A recent study reportedly claims that prenatal exposure to the pesticide dichlorodiphenyltrichloroethane (DDT) and its breakdown product dichlorodiphenyldichloroethylene (DDE) is associated with accelerated growth and elevated BMI in infants born to normal-weight mothers. Michelle Mendez, et al., “Prenatal Organochlorine Compound Exposure, Rapid Weight Gain and Overweight in Infancy,” Environmental Health Perspectives, October 2010.

Researchers apparently used data from Spain’s ongoing INMA [Infancia y MedioAmbiente] study, which assayed blood from approximately 500 expectant mothers for persistent chlorinated pollutants such as DDT and DDE, hexachlorobenzene, beta-hexachlorohexane, and dioxin-like polychlorinated biphenyls.

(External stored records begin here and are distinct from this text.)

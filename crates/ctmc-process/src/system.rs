//! The [`System`] trait: process list, population arena, and the
//! dependency-aware update hook.

use ctmc_core::{Event, Populations, ProcessId, Rate, SimError};
use smallvec::SmallVec;

use crate::process::Process;

// ── Dependents ─────────────────────────────────────────────────────

/// Processes whose propensity may have changed after an event.
///
/// Returned by [`System::apply`]. The set is closed: every process whose
/// rate reads a counter the event mutated is included, and the engine
/// refreshes nothing else.
#[derive(Clone, Debug, PartialEq, Eq)]
pub enum Dependents {
    /// Every process in the system (e.g. all paths share one source).
    All,
    /// Exactly these processes.
    Only(SmallVec<[ProcessId; 4]>),
}

impl Dependents {
    /// A single process, typically the one that just fired.
    pub fn one(id: ProcessId) -> Self {
        let mut ids = SmallVec::new();
        ids.push(id);
        Self::Only(ids)
    }

    /// Whether `id` is in the set.
    pub fn contains(&self, id: ProcessId) -> bool {
        match self {
            Self::All => true,
            Self::Only(ids) => ids.contains(&id),
        }
    }

    /// Number of processes in the set for a system of `process_count`.
    pub fn len(&self, process_count: usize) -> usize {
        match self {
            Self::All => process_count,
            Self::Only(ids) => ids.len(),
        }
    }

    /// Iterate the ids in the set for a system of `process_count`.
    pub fn iter(&self, process_count: usize) -> DependentsIter<'_> {
        match self {
            Self::All => DependentsIter::All(0..process_count as u32),
            Self::Only(ids) => DependentsIter::Only(ids.iter()),
        }
    }
}

impl From<&[ProcessId]> for Dependents {
    fn from(ids: &[ProcessId]) -> Self {
        Self::Only(ids.iter().copied().collect())
    }
}

/// Iterator over a [`Dependents`] set.
#[derive(Clone, Debug)]
pub enum DependentsIter<'a> {
    /// Every id in `0..len`.
    All(std::ops::Range<u32>),
    /// An explicit list.
    Only(std::slice::Iter<'a, ProcessId>),
}

impl Iterator for DependentsIter<'_> {
    type Item = ProcessId;

    fn next(&mut self) -> Option<ProcessId> {
        match self {
            Self::All(range) => range.next().map(ProcessId),
            Self::Only(iter) => iter.next().copied(),
        }
    }
}

// ── System ─────────────────────────────────────────────────────────

/// A continuous-time Markov system: ordered processes plus their counters.
///
/// Membership is fixed at construction. The engine only mutates state
/// through [`apply`](System::apply), which is the single code path holding
/// `&mut Populations` while an event is processed.
pub trait System: Send + 'static {
    /// Human-readable name for logging.
    fn name(&self) -> &str;

    /// The process list; `processes()[i].id() == ProcessId(i)`.
    fn processes(&self) -> &[Box<dyn Process>];

    /// Current population counters.
    fn populations(&self) -> &Populations;

    /// Apply a fired event and report which propensities may have changed.
    ///
    /// Implementations mutate exactly the counters the fired process is
    /// entitled to mutate. An out-of-range process id yields
    /// `IndexOutOfRange`; a counter driven below zero yields
    /// `InvariantViolation`.
    fn apply(&mut self, event: &Event) -> Result<Dependents, SimError>;

    /// Number of processes.
    fn process_count(&self) -> usize {
        self.processes().len()
    }

    /// Look up a process by id.
    fn process(&self, id: ProcessId) -> Result<&dyn Process, SimError> {
        process_at(self.processes(), id)
    }

    /// Current propensity of one process.
    fn rate(&self, id: ProcessId) -> Result<Rate, SimError> {
        self.process(id)?.rate(self.populations())
    }
}

/// Bounds-checked process lookup shared by system implementations.
pub fn process_at(processes: &[Box<dyn Process>], id: ProcessId) -> Result<&dyn Process, SimError> {
    processes
        .get(id.index())
        .map(|p| p.as_ref())
        .ok_or(SimError::IndexOutOfRange {
            what: "process",
            index: id.index(),
            len: processes.len(),
        })
}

The authors concluded that, when compared to infants born to women in the lowest quartile for DDE exposure, those born to normal-weight mothers in the first quartile were at “a two times increased risk of rapid growth.” In addition, “DDE was also associated with elevated BMI at 14 months.” The study suggested, however, that the association only appeared true for normal-weight, as opposed to overweight, mothers, and that other organochlorine compounds “were not associated with rapid growth or elevated BMI.”

Noting that most organochlorine exposure “is thought to come from the diet,” Mendez told media sources that her team “didn’t actually expect this interaction between maternal weight and DDE’s impact,” but stressed that the study’s analyses left “less than a 5 percent chance that such a finding was due to chance.” As Bruce Blumberg of the University of California, Irvine, was quoted as saying, the paper “is very interesting because the authors have linked the extensive literature on rapid early infancy weight gain [and] later increased BMI with endocrine disruptor exposure in a population of significant size… DDE levels are consistently associated with increased BMI in adults. Therefore, the current study provides another link between DDE and the risk of obesity.” See AOL Health and Science News, October 6, 2010.